## Stored data
★ ★ ★ ★ ★ ★ ★

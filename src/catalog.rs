//! Registry of collidable page surfaces
//!
//! Page elements register themselves as they mount and drop out as they
//! unmount, independently of whether the game is running. Geometry is never
//! cached: every call to [`SurfaceCatalog::rects`] measures each handle again,
//! because layout reflows underneath us all the time.

use glam::Vec2;
use indexmap::IndexMap;

use crate::sim::{Rect, Surface, SurfaceKind};

/// Something on the page that can report where it is on screen
pub trait SurfaceHandle {
    /// Current bounding rect relative to the viewport, or `None` if the
    /// element is gone
    fn client_rect(&self) -> Option<Rect>;
}

#[derive(Debug, Clone)]
struct Entry<H> {
    handle: Option<H>,
    kind: SurfaceKind,
}

/// Surfaces keyed by id, iterated in insertion order
#[derive(Debug, Clone)]
pub struct SurfaceCatalog<H> {
    entries: IndexMap<String, Entry<H>>,
}

impl<H> Default for SurfaceCatalog<H> {
    fn default() -> Self {
        Self::new()
    }
}

impl<H> SurfaceCatalog<H> {
    pub fn new() -> Self {
        Self {
            entries: IndexMap::new(),
        }
    }

    /// Insert or replace. A replaced entry keeps its place in the order.
    pub fn register(&mut self, id: impl Into<String>, handle: Option<H>, kind: SurfaceKind) {
        self.entries.insert(id.into(), Entry { handle, kind });
    }

    pub fn unregister(&mut self, id: &str) {
        self.entries.shift_remove(id);
    }

    pub fn clear(&mut self) {
        self.entries.clear();
    }

    pub fn len(&self) -> usize {
        self.entries.len()
    }

    pub fn is_empty(&self) -> bool {
        self.entries.is_empty()
    }
}

impl<H: SurfaceHandle> SurfaceCatalog<H> {
    /// Measure every surface and convert it to page coordinates.
    ///
    /// Missing handles and zero-size elements are skipped: they are simply
    /// not on screen right now.
    pub fn rects(&self, scroll: Vec2) -> Vec<Surface> {
        self.entries
            .iter()
            .filter_map(|(id, entry)| {
                let rect = entry.handle.as_ref()?.client_rect()?;
                if rect.is_empty() {
                    return None;
                }
                Some(Surface::new(id.clone(), entry.kind, rect.translate(scroll)))
            })
            .collect()
    }
}

#[cfg(test)]
mod tests {
    use super::*;
    use std::cell::Cell;
    use std::rc::Rc;

    /// Handle whose geometry can change between reads
    #[derive(Clone)]
    struct Probe(Rc<Cell<Option<Rect>>>);

    impl Probe {
        fn at(rect: Rect) -> Self {
            Self(Rc::new(Cell::new(Some(rect))))
        }
    }

    impl SurfaceHandle for Probe {
        fn client_rect(&self) -> Option<Rect> {
            self.0.get()
        }
    }

    fn ids(surfaces: &[Surface]) -> Vec<&str> {
        surfaces.iter().map(|s| s.id.as_str()).collect()
    }

    #[test]
    fn test_rects_in_page_space() {
        let mut catalog = SurfaceCatalog::new();
        catalog.register(
            "nav",
            Some(Probe::at(Rect::new(0.0, 10.0, 100.0, 20.0))),
            SurfaceKind::Solid,
        );
        let rects = catalog.rects(Vec2::new(5.0, 300.0));
        assert_eq!(rects.len(), 1);
        assert_eq!(rects[0].rect, Rect::new(5.0, 310.0, 105.0, 320.0));
        assert_eq!(rects[0].kind, SurfaceKind::Solid);
    }

    #[test]
    fn test_geometry_read_live() {
        let probe = Probe::at(Rect::new(0.0, 0.0, 10.0, 10.0));
        let mut catalog = SurfaceCatalog::new();
        catalog.register("card-1", Some(probe.clone()), SurfaceKind::Card);

        probe.0.set(Some(Rect::new(0.0, 50.0, 10.0, 60.0)));
        assert_eq!(catalog.rects(Vec2::ZERO)[0].rect.top, 50.0);
    }

    #[test]
    fn test_skips_missing_and_empty() {
        let mut catalog = SurfaceCatalog::new();
        catalog.register("absent", None::<Probe>, SurfaceKind::Solid);
        catalog.register("detached", Some(Probe(Rc::new(Cell::new(None)))), SurfaceKind::Solid);
        catalog.register("hidden", Some(Probe::at(Rect::default())), SurfaceKind::Card);
        catalog.register(
            "rule",
            Some(Probe::at(Rect::new(0.0, 5.0, 100.0, 5.0))),
            SurfaceKind::Solid,
        );
        assert_eq!(catalog.len(), 4);
        assert_eq!(ids(&catalog.rects(Vec2::ZERO)), vec!["rule"]);
    }

    #[test]
    fn test_register_replaces_in_place() {
        let r = Rect::new(0.0, 0.0, 10.0, 10.0);
        let mut catalog = SurfaceCatalog::new();
        catalog.register("a", Some(Probe::at(r)), SurfaceKind::Solid);
        catalog.register("b", Some(Probe::at(r)), SurfaceKind::Solid);
        catalog.register("a", Some(Probe::at(r)), SurfaceKind::Card);

        let rects = catalog.rects(Vec2::ZERO);
        assert_eq!(ids(&rects), vec!["a", "b"]);
        assert_eq!(rects[0].kind, SurfaceKind::Card);
    }

    #[test]
    fn test_unregister_and_clear() {
        let r = Rect::new(0.0, 0.0, 10.0, 10.0);
        let mut catalog = SurfaceCatalog::new();
        for id in ["a", "b", "c"] {
            catalog.register(id, Some(Probe::at(r)), SurfaceKind::Solid);
        }
        catalog.unregister("b");
        catalog.unregister("missing");
        assert_eq!(ids(&catalog.rects(Vec2::ZERO)), vec!["a", "c"]);

        catalog.clear();
        assert!(catalog.is_empty());
        assert!(catalog.rects(Vec2::ZERO).is_empty());
    }
}
//! Game orchestrator
//!
//! Owns the activation lifecycle, held keys, the per-frame loop, camera
//! follow and card triggers. The ball itself is owned by [`BallPhysics`];
//! this module only feeds it input and surfaces and reads back where it went.
//!
//! Lifecycle is two states: inactive and active. `activate` enters the
//! active state, `deactivate` or Escape leaves it.

pub mod host;
pub mod input;
pub mod scroll;

use std::collections::VecDeque;
use std::time::Duration;

use glam::Vec2;

pub use host::{FrameHandle, HostEffects, ScrollBehavior, Scheduler, Timer, Viewport};
pub use input::{Direction, KeyAction, KeyState};
pub use scroll::{auto_scroll_delta, center_scroll_target};

use crate::catalog::{SurfaceCatalog, SurfaceHandle};
use crate::settings::Settings;
use crate::sim::{BallPhysics, Surface};

/// Observable changes, drained by the host to update its UI
#[derive(Debug, Clone, PartialEq, Eq)]
pub enum GameEvent {
    Activated,
    Deactivated,
    /// Card the ball currently overlaps
    TouchingChanged(Option<String>),
    /// Card flagged for emphasis
    HighlightChanged(Option<String>),
    /// A new contact with a card fired the trigger
    CardHit(String),
}

type CardHitCallback = Box<dyn FnMut(&str)>;

/// Undrained events kept before the oldest are dropped
pub const MAX_PENDING_EVENTS: usize = 256;

/// The page ball game.
///
/// Hosts should call [`Game::drain_events`] after driving it. Events nobody
/// drains are kept up to [`MAX_PENDING_EVENTS`], oldest dropped first.
pub struct Game {
    settings: Settings,
    physics: BallPhysics,
    active: bool,
    keys: KeyState,
    touching: Option<String>,
    highlighted: Option<String>,
    /// Suppresses re-triggering while the ball stays on the same card
    last_triggered: Option<String>,
    frame: Option<FrameHandle>,
    /// Bumped on every activate and deactivate; deferred timers from an
    /// older generation are ignored
    generation: u64,
    /// Bumped on every card trigger
    trigger_seq: u64,
    on_card_hit: Option<CardHitCallback>,
    events: VecDeque<GameEvent>,
}

impl Default for Game {
    fn default() -> Self {
        Self::new(Settings::default())
    }
}

impl Game {
    pub fn new(settings: Settings) -> Self {
        Self {
            physics: BallPhysics::new(settings.physics),
            settings,
            active: false,
            keys: KeyState::default(),
            touching: None,
            highlighted: None,
            last_triggered: None,
            frame: None,
            generation: 0,
            trigger_seq: 0,
            on_card_hit: None,
            events: VecDeque::new(),
        }
    }

    pub fn settings(&self) -> &Settings {
        &self.settings
    }

    /// Replace tuning; takes effect on the next frame
    pub fn set_settings(&mut self, settings: Settings) {
        self.physics.set_params(settings.physics);
        self.settings = settings;
    }

    /// Start (or restart) the game with the ball at page coordinates `(x, y)`
    pub fn activate<H: HostEffects + Scheduler>(&mut self, x: f32, y: f32, host: &mut H) {
        if let Some(handle) = self.frame.take() {
            host.cancel_frame(handle);
        }

        self.active = true;
        self.generation += 1;

        self.physics.init(x, y);
        self.physics
            .set_world_bounds(0.0, host.viewport().document_width);

        host.set_game_mode(true);
        host.set_scroll_override(true);
        host.set_keyboard_capture(true);

        self.keys.reset();
        self.last_triggered = None;
        self.set_touching(None);
        self.set_highlighted(None);

        self.frame = Some(host.request_frame());
        self.push_event(GameEvent::Activated);
        log::info!("Ball game activated at ({:.0}, {:.0})", x, y);
    }

    /// Stop the game. Safe to call when already inactive.
    pub fn deactivate<H: HostEffects + Scheduler>(&mut self, host: &mut H) {
        if !self.active {
            return;
        }

        self.active = false;
        self.generation += 1;

        host.set_game_mode(false);
        host.set_scroll_override(false);
        host.set_keyboard_capture(false);

        if let Some(handle) = self.frame.take() {
            host.cancel_frame(handle);
        }

        self.keys.reset();
        self.last_triggered = None;
        self.set_highlighted(None);
        self.set_touching(None);

        self.push_event(GameEvent::Deactivated);
        log::info!("Ball game deactivated");
    }

    /// Key press. Returns true if the page's default handling (scrolling)
    /// should be suppressed.
    pub fn key_down<H: HostEffects + Scheduler>(&mut self, key: &str, host: &mut H) -> bool {
        if !self.active {
            return false;
        }

        match KeyAction::from_key(key) {
            Some(KeyAction::Move(dir)) => {
                self.keys.set(dir, true);
                true
            }
            Some(KeyAction::Exit) => {
                self.deactivate(host);
                false
            }
            None => false,
        }
    }

    pub fn key_up(&mut self, key: &str) {
        if !self.active {
            return;
        }

        if let Some(KeyAction::Move(dir)) = KeyAction::from_key(key) {
            self.keys.set(dir, false);
        }
    }

    /// One display frame: measure, simulate, follow, trigger, reschedule
    pub fn frame<S, H>(&mut self, catalog: &SurfaceCatalog<S>, host: &mut H)
    where
        S: SurfaceHandle,
        H: HostEffects + Scheduler,
    {
        if !self.active {
            return;
        }
        self.frame = None;

        let surfaces = catalog.rects(host.viewport().scroll);
        self.physics.set_platforms(surfaces.clone());

        let (dx, dy) = self.keys.axis();
        self.physics.set_input(dx, dy);

        self.physics.tick();

        self.follow_ball(host);
        self.check_card_contact(&surfaces, host);

        self.frame = Some(host.request_frame());
    }

    /// Run a deferred effect that has come due
    pub fn fire_timer<H: HostEffects>(&mut self, timer: Timer, host: &mut H) {
        match timer {
            Timer::RestoreScrollOverride {
                generation,
                trigger,
            } => {
                if generation == self.generation && trigger == self.trigger_seq {
                    host.set_scroll_override(true);
                } else {
                    log::debug!("Skipping stale scroll override restore");
                }
            }
            Timer::ClearHighlight { generation, card } => {
                if generation == self.generation && self.highlighted.as_deref() == Some(card.as_str()) {
                    self.set_highlighted(None);
                } else {
                    log::debug!("Skipping stale highlight clear for {}", card);
                }
            }
        }
    }

    /// Register the card hit callback, replacing any previous one
    pub fn set_on_card_hit(&mut self, callback: impl FnMut(&str) + 'static) {
        self.on_card_hit = Some(Box::new(callback));
    }

    pub fn clear_on_card_hit(&mut self) {
        self.on_card_hit = None;
    }

    pub fn position(&self) -> Vec2 {
        self.physics.position()
    }

    pub fn velocity(&self) -> Vec2 {
        self.physics.velocity()
    }

    pub fn physics(&self) -> &BallPhysics {
        &self.physics
    }

    pub fn is_active(&self) -> bool {
        self.active
    }

    pub fn touching_card(&self) -> Option<&str> {
        self.touching.as_deref()
    }

    pub fn highlighted_card(&self) -> Option<&str> {
        self.highlighted.as_deref()
    }

    pub fn keys(&self) -> KeyState {
        self.keys
    }

    /// Take all events recorded since the last drain
    pub fn drain_events(&mut self) -> Vec<GameEvent> {
        self.events.drain(..).collect()
    }

    fn push_event(&mut self, event: GameEvent) {
        if self.events.len() == MAX_PENDING_EVENTS {
            self.events.pop_front();
        }
        self.events.push_back(event);
    }

    fn follow_ball<H: HostEffects>(&self, host: &mut H) {
        let viewport = host.viewport();
        let y = viewport.to_viewport_y(self.physics.position().y);
        let dy = auto_scroll_delta(y, viewport.height, &self.settings.scroll);
        if dy != 0.0 {
            host.scroll_by(dy);
        }
    }

    fn check_card_contact<H>(&mut self, surfaces: &[Surface], host: &mut H)
    where
        H: HostEffects + Scheduler,
    {
        let pos = self.physics.position();
        let radius = self.physics.radius();

        // First overlapping card in catalog order wins
        let current = surfaces
            .iter()
            .filter(|s| s.is_card())
            .find(|s| s.rect.overlaps_circle(pos, radius));

        let current_id = current.map(|s| s.id.as_str());
        if current_id != self.touching.as_deref() {
            self.set_touching(current_id.map(str::to_owned));

            if let Some(card) = current {
                if self.last_triggered.as_deref() != Some(card.id.as_str()) {
                    self.trigger_card(card, host);
                }
            }
        }

        if current.is_none() {
            self.last_triggered = None;
        }
    }

    fn trigger_card<H: HostEffects + Scheduler>(&mut self, card: &Surface, host: &mut H) {
        self.trigger_seq += 1;
        self.last_triggered = Some(card.id.clone());
        self.set_highlighted(Some(card.id.clone()));
        log::debug!("Card hit: {}", card.id);

        let target = center_scroll_target(card.rect.center_y(), host.viewport().height);
        let timing = self.settings.timing;
        if self.settings.reduced_motion {
            host.scroll_to(target, ScrollBehavior::Instant);
        } else {
            // Let the page ease toward the card, then pin scrolling back to instant
            host.set_scroll_override(false);
            host.scroll_to(target, ScrollBehavior::Smooth);
            host.schedule(
                millis(timing.smooth_scroll_restore_ms),
                Timer::RestoreScrollOverride {
                    generation: self.generation,
                    trigger: self.trigger_seq,
                },
            );
        }

        host.schedule(
            millis(timing.highlight_clear_ms),
            Timer::ClearHighlight {
                generation: self.generation,
                card: card.id.clone(),
            },
        );

        self.push_event(GameEvent::CardHit(card.id.clone()));
        if let Some(callback) = self.on_card_hit.as_mut() {
            callback(card.id.as_str());
        }
    }

    fn set_touching(&mut self, card: Option<String>) {
        if self.touching != card {
            self.touching = card.clone();
            self.push_event(GameEvent::TouchingChanged(card));
        }
    }

    fn set_highlighted(&mut self, card: Option<String>) {
        if self.highlighted != card {
            self.highlighted = card.clone();
            self.push_event(GameEvent::HighlightChanged(card));
        }
    }
}

#[inline]
fn millis(ms: u32) -> Duration {
    Duration::from_millis(u64::from(ms))
}
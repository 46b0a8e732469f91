//! Keyboard state
//!
//! Input is level-triggered: the game samples which directions are held at
//! the start of every frame, it does not react to individual presses.

/// One of the four movement directions
#[derive(Debug, Clone, Copy, PartialEq, Eq)]
pub enum Direction {
    Left,
    Right,
    Up,
    Down,
}

/// What a key means to the game
#[derive(Debug, Clone, Copy, PartialEq, Eq)]
pub enum KeyAction {
    Move(Direction),
    Exit,
}

impl KeyAction {
    /// Map a `KeyboardEvent.key` value (WASD or arrows, Escape)
    pub fn from_key(key: &str) -> Option<Self> {
        let action = match key {
            "a" | "A" | "ArrowLeft" => KeyAction::Move(Direction::Left),
            "d" | "D" | "ArrowRight" => KeyAction::Move(Direction::Right),
            "w" | "W" | "ArrowUp" => KeyAction::Move(Direction::Up),
            "s" | "S" | "ArrowDown" => KeyAction::Move(Direction::Down),
            "Escape" => KeyAction::Exit,
            _ => return None,
        };
        Some(action)
    }
}

/// Which directions are currently held
#[derive(Debug, Clone, Copy, Default, PartialEq, Eq)]
pub struct KeyState {
    pub left: bool,
    pub right: bool,
    pub up: bool,
    pub down: bool,
}

impl KeyState {
    pub fn set(&mut self, dir: Direction, held: bool) {
        match dir {
            Direction::Left => self.left = held,
            Direction::Right => self.right = held,
            Direction::Up => self.up = held,
            Direction::Down => self.down = held,
        }
    }

    pub fn reset(&mut self) {
        *self = Self::default();
    }

    /// Signed direction per axis, y pointing down the page. Opposite keys cancel.
    pub fn axis(&self) -> (f32, f32) {
        let dx = self.right as i8 - self.left as i8;
        let dy = self.down as i8 - self.up as i8;
        (dx as f32, dy as f32)
    }
}

#[cfg(test)]
mod tests {
    use super::*;

    #[test]
    fn test_key_bindings() {
        assert_eq!(KeyAction::from_key("a"), Some(KeyAction::Move(Direction::Left)));
        assert_eq!(KeyAction::from_key("D"), Some(KeyAction::Move(Direction::Right)));
        assert_eq!(KeyAction::from_key("ArrowUp"), Some(KeyAction::Move(Direction::Up)));
        assert_eq!(KeyAction::from_key("s"), Some(KeyAction::Move(Direction::Down)));
        assert_eq!(KeyAction::from_key("Escape"), Some(KeyAction::Exit));
        assert_eq!(KeyAction::from_key(" "), None);
        assert_eq!(KeyAction::from_key("q"), None);
    }

    #[test]
    fn test_axis_no_diagonal_normalization() {
        let mut keys = KeyState::default();
        assert_eq!(keys.axis(), (0.0, 0.0));

        keys.set(Direction::Right, true);
        keys.set(Direction::Up, true);
        assert_eq!(keys.axis(), (1.0, -1.0));

        keys.set(Direction::Left, true);
        assert_eq!(keys.axis(), (0.0, -1.0));

        keys.reset();
        assert_eq!(keys, KeyState::default());
    }
}
//! Game settings and tuning
//!
//! Persisted in LocalStorage so a page can ship its own feel for the ball.

use serde::{Deserialize, Serialize};

use crate::consts::*;
use crate::sim::PhysicsParams;

/// Camera-follow (auto-scroll) tuning
#[derive(Debug, Clone, Copy, PartialEq, Serialize, Deserialize)]
#[serde(default)]
pub struct ScrollParams {
    /// Top edge of the dead zone as a fraction of viewport height
    pub margin_top: f32,
    /// Distance of the dead zone's bottom edge from the viewport bottom
    pub margin_bottom: f32,
    /// Pixels per frame when the ball sits on the viewport edge
    pub max_speed: f32,
}

impl Default for ScrollParams {
    fn default() -> Self {
        Self {
            margin_top: SCROLL_MARGIN_TOP,
            margin_bottom: SCROLL_MARGIN_BOTTOM,
            max_speed: MAX_SCROLL_SPEED,
        }
    }
}

/// Delays for deferred effects, in milliseconds
#[derive(Debug, Clone, Copy, PartialEq, Eq, Serialize, Deserialize)]
#[serde(default)]
pub struct TimingParams {
    pub smooth_scroll_restore_ms: u32,
    pub highlight_clear_ms: u32,
}

impl Default for TimingParams {
    fn default() -> Self {
        Self {
            smooth_scroll_restore_ms: SMOOTH_SCROLL_RESTORE_MS,
            highlight_clear_ms: HIGHLIGHT_CLEAR_MS,
        }
    }
}

/// Game settings/preferences
#[derive(Debug, Clone, Default, PartialEq, Serialize, Deserialize)]
#[serde(default)]
pub struct Settings {
    pub physics: PhysicsParams,
    pub scroll: ScrollParams,
    pub timing: TimingParams,

    // === Accessibility ===
    /// Reduced motion (jump to cards instead of smooth scrolling)
    pub reduced_motion: bool,
}

impl Settings {
    /// LocalStorage key (used only in wasm32)
    #[allow(dead_code)]
    const STORAGE_KEY: &'static str = "page_ball_settings";

    /// Parse settings, filling anything missing with defaults
    pub fn from_json(json: &str) -> serde_json::Result<Self> {
        serde_json::from_str(json)
    }

    pub fn to_json(&self) -> serde_json::Result<String> {
        serde_json::to_string(self)
    }

    /// Load settings from LocalStorage (WASM only)
    #[cfg(target_arch = "wasm32")]
    pub fn load() -> Self {
        let storage = web_sys::window()
            .and_then(|w| w.local_storage().ok())
            .flatten();

        if let Some(storage) = storage {
            if let Ok(Some(json)) = storage.get_item(Self::STORAGE_KEY) {
                match Self::from_json(&json) {
                    Ok(settings) => {
                        log::info!("Loaded settings from LocalStorage");
                        return settings;
                    }
                    Err(e) => log::warn!("Ignoring stored settings: {}", e),
                }
            }
        }

        log::info!("Using default settings");
        Self::default()
    }

    /// Save settings to LocalStorage (WASM only)
    #[cfg(target_arch = "wasm32")]
    pub fn save(&self) {
        let storage = web_sys::window()
            .and_then(|w| w.local_storage().ok())
            .flatten();

        if let Some(storage) = storage {
            if let Ok(json) = self.to_json() {
                let _ = storage.set_item(Self::STORAGE_KEY, &json);
                log::info!("Settings saved");
            }
        }
    }

    /// Native stubs
    #[cfg(not(target_arch = "wasm32"))]
    pub fn load() -> Self {
        Self::default()
    }

    #[cfg(not(target_arch = "wasm32"))]
    pub fn save(&self) {
        // No-op for native
    }
}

★ ★ ★ ★ ★ ★ ★

## WHAT THIS TASK INVOLVES
Line count for the word "info": work out how many lines of the data above include it, and reply with that number alone.

## TASK SOLUTION
5